▶ **Assignment**: From the entries below, extract every line that includes the word "Display".

+-------+

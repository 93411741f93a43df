use std::fmt::{self, Display};

use bstr::BStr;
use itertools::Itertools;
use noodles::sam::alignment::record::Flags;
use noodles::sam::alignment::RecordBuf;

/// Longest read that will be paired. Longer reads are rejected.
pub const MAX_LEN: usize = 1000;

/// Quality given to bases of a record stored without qualities.
pub const MISSING_QUALITY: u8 = 0;

/// One base call and its zero-based Phred quality.
#[derive(Debug, Clone, Copy, Default, PartialEq, Eq)]
pub struct Base {
    pub nt: u8,
    pub qual: u8,
}

impl Base {
    pub fn new(nt: u8, qual: u8) -> Self {
        Self { nt, qual }
    }
}

/// Strand a mate was stored on in the alignment file.
#[derive(Debug, Clone, Copy, Default, PartialEq, Eq, Hash)]
pub enum Strand {
    #[default]
    Forward,
    Reverse,
}

impl Strand {
    pub fn of(record: &RecordBuf) -> Self {
        if record.flags().is_reverse_complemented() {
            Strand::Reverse
        } else {
            Strand::Forward
        }
    }
}

/// Why a record was refused before it could enter the pending pool.
#[derive(Debug, Clone, Copy, PartialEq, Eq, Hash, PartialOrd, Ord)]
pub enum RejectReason {
    EmptySequence,
    SequenceTooLong,
    Unpaired,
    MissingName,
    QualityLengthMismatch,
}

impl RejectReason {
    pub fn code(&self) -> &'static str {
        match self {
            RejectReason::EmptySequence => "EMPTY",
            RejectReason::SequenceTooLong => "LONG",
            RejectReason::Unpaired => "UNPAIRED",
            RejectReason::MissingName => "NONAME",
            RejectReason::QualityLengthMismatch => "BADQUAL",
        }
    }
}

impl Display for RejectReason {
    fn fmt(&self, f: &mut fmt::Formatter<'_>) -> fmt::Result {
        f.write_str(self.code())
    }
}

/// Check that a record can take part in a pair, returning its pairing key.
pub fn validate(record: &RecordBuf, max_len: usize) -> Result<&BStr, RejectReason> {
    let len = record.sequence().len();
    if len == 0 {
        return Err(RejectReason::EmptySequence);
    }
    if len > max_len {
        return Err(RejectReason::SequenceTooLong);
    }
    if !record.flags().is_segmented() {
        return Err(RejectReason::Unpaired);
    }
    let name = record.name().ok_or(RejectReason::MissingName)?;
    // absent qualities (`*`) are allowed; see `fill`
    let quals: &[u8] = record.quality_scores().as_ref();
    if !quals.is_empty() && quals.len() != len {
        return Err(RejectReason::QualityLengthMismatch);
    }
    Ok(name)
}

/// Copy a record's base calls and qualities into `buf` in sense-strand order.
///
/// A record stored on the reverse strand has its positions reversed; bases are
/// not complemented. A record without qualities gets [`MISSING_QUALITY`] for
/// every base. `buf` keeps its capacity between calls, so once it has been
/// reserved to the maximum read length no further allocation happens.
pub fn fill(record: &RecordBuf, buf: &mut Vec<Base>, quality_offset: u8) {
    let seq: &[u8] = record.sequence().as_ref();
    let quals: &[u8] = record.quality_scores().as_ref();
    let len = seq.len();
    let reverse = record.flags().is_reverse_complemented();

    buf.clear();
    buf.resize(len, Base::default());
    for (i, &nt) in seq.iter().enumerate() {
        let pos = if reverse { len - 1 - i } else { i };
        let qual = quals.get(i).map_or(MISSING_QUALITY, |q| q.saturating_sub(quality_offset));
        buf[pos] = Base::new(nt, qual);
    }
}

const FLAG_NAMES: [(Flags, &str); 12] = [
    (Flags::SEGMENTED, "PAIRED"),
    (Flags::PROPERLY_SEGMENTED, "PROPER_PAIR"),
    (Flags::UNMAPPED, "UNMAPPED"),
    (Flags::MATE_UNMAPPED, "MATE_UNMAPPED"),
    (Flags::REVERSE_COMPLEMENTED, "REVERSE"),
    (Flags::MATE_REVERSE_COMPLEMENTED, "MATE_REVERSE"),
    (Flags::FIRST_SEGMENT, "READ1"),
    (Flags::LAST_SEGMENT, "READ2"),
    (Flags::SECONDARY, "SECONDARY"),
    (Flags::QC_FAIL, "QC_FAIL"),
    (Flags::DUPLICATE, "DUPLICATE"),
    (Flags::SUPPLEMENTARY, "SUPPLEMENTARY"),
];

/// Space separated names of the set flags, e.g. `PAIRED REVERSE READ1`.
pub fn flag_names(flags: Flags) -> String {
    FLAG_NAMES
        .iter()
        .filter(|(flag, _)| flags.contains(*flag))
        .map(|(_, name)| *name)
        .join(" ")
}

#[cfg(test)]
mod tests {
    use super::*;
    use bstr::BString;
    use noodles::sam::alignment::record_buf::{QualityScores, Sequence};

    fn record(flags: Flags, seq: &[u8], quals: &[u8]) -> RecordBuf {
        RecordBuf::builder()
            .set_name(BString::from("M1:1:2:3:4"))
            .set_flags(flags)
            .set_sequence(Sequence::from(seq.to_vec()))
            .set_quality_scores(QualityScores::from(quals.to_vec()))
            .build()
    }

    fn nts(buf: &[Base]) -> Vec<u8> {
        buf.iter().map(|b| b.nt).collect()
    }

    #[test]
    fn test_fill_forward() {
        let rec = record(Flags::SEGMENTED | Flags::FIRST_SEGMENT, b"ACGT", &[10, 20, 30, 40]);
        let mut buf = Vec::with_capacity(MAX_LEN);
        fill(&rec, &mut buf, 0);
        assert_eq!(nts(&buf), b"ACGT".to_vec());
        assert_eq!(buf[3], Base::new(b'T', 40));
    }

    #[test]
    fn test_fill_reverse() {
        let rec = record(
            Flags::SEGMENTED | Flags::LAST_SEGMENT | Flags::REVERSE_COMPLEMENTED,
            b"ACGT",
            &[10, 20, 30, 40],
        );
        let mut buf = Vec::with_capacity(MAX_LEN);
        fill(&rec, &mut buf, 0);
        assert_eq!(nts(&buf), b"TGCA".to_vec());
        assert_eq!(buf.iter().map(|b| b.qual).collect::<Vec<_>>(), vec![40, 30, 20, 10]);
    }

    #[test]
    fn test_fill_without_qualities() {
        let rec = record(Flags::SEGMENTED | Flags::REVERSE_COMPLEMENTED, b"ACG", &[]);
        let mut buf = Vec::with_capacity(MAX_LEN);
        fill(&rec, &mut buf, 33);
        assert_eq!(nts(&buf), b"GCA".to_vec());
        assert!(buf.iter().all(|b| b.qual == MISSING_QUALITY));
    }

    #[test]
    fn test_fill_reuses_buffer() {
        let mut buf = Vec::with_capacity(MAX_LEN);
        let ptr = buf.as_ptr();
        fill(&record(Flags::SEGMENTED, b"ACGTACGT", &[30; 8]), &mut buf, 0);
        fill(&record(Flags::SEGMENTED, b"GG", &[35, 2]), &mut buf, 33);
        assert_eq!(buf, vec![Base::new(b'G', 2), Base::new(b'G', 0)]);
        assert_eq!(buf.as_ptr(), ptr);
    }

    #[test]
    fn test_validate() {
        let paired = Flags::SEGMENTED | Flags::FIRST_SEGMENT;
        assert_eq!(validate(&record(paired, b"ACGT", &[30; 4]), MAX_LEN), Ok(BStr::new("M1:1:2:3:4")));
        assert_eq!(validate(&record(paired, b"", &[]), MAX_LEN), Err(RejectReason::EmptySequence));
        assert_eq!(
            validate(&record(paired, b"ACGTA", &[30; 5]), 4),
            Err(RejectReason::SequenceTooLong)
        );
        assert_eq!(
            validate(&record(Flags::FIRST_SEGMENT, b"ACGT", &[30; 4]), MAX_LEN),
            Err(RejectReason::Unpaired)
        );
        assert_eq!(
            validate(&record(paired, b"ACGT", &[30; 3]), MAX_LEN),
            Err(RejectReason::QualityLengthMismatch)
        );
        assert_eq!(validate(&record(paired, b"ACGT", &[]), MAX_LEN), Ok(BStr::new("M1:1:2:3:4")));

        let nameless = RecordBuf::builder()
            .set_flags(paired)
            .set_sequence(Sequence::from(b"ACGT".to_vec()))
            .set_quality_scores(QualityScores::from(vec![30; 4]))
            .build();
        assert_eq!(validate(&nameless, MAX_LEN), Err(RejectReason::MissingName));
    }

    #[test]
    fn test_flag_names() {
        assert_eq!(
            flag_names(Flags::SEGMENTED | Flags::REVERSE_COMPLEMENTED | Flags::FIRST_SEGMENT),
            "PAIRED REVERSE READ1"
        );
        assert_eq!(flag_names(Flags::empty()), "");
    }
}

+-------+

▶ **Completed task**:
use std::fmt::{self, Display};
impl Display for RejectReason {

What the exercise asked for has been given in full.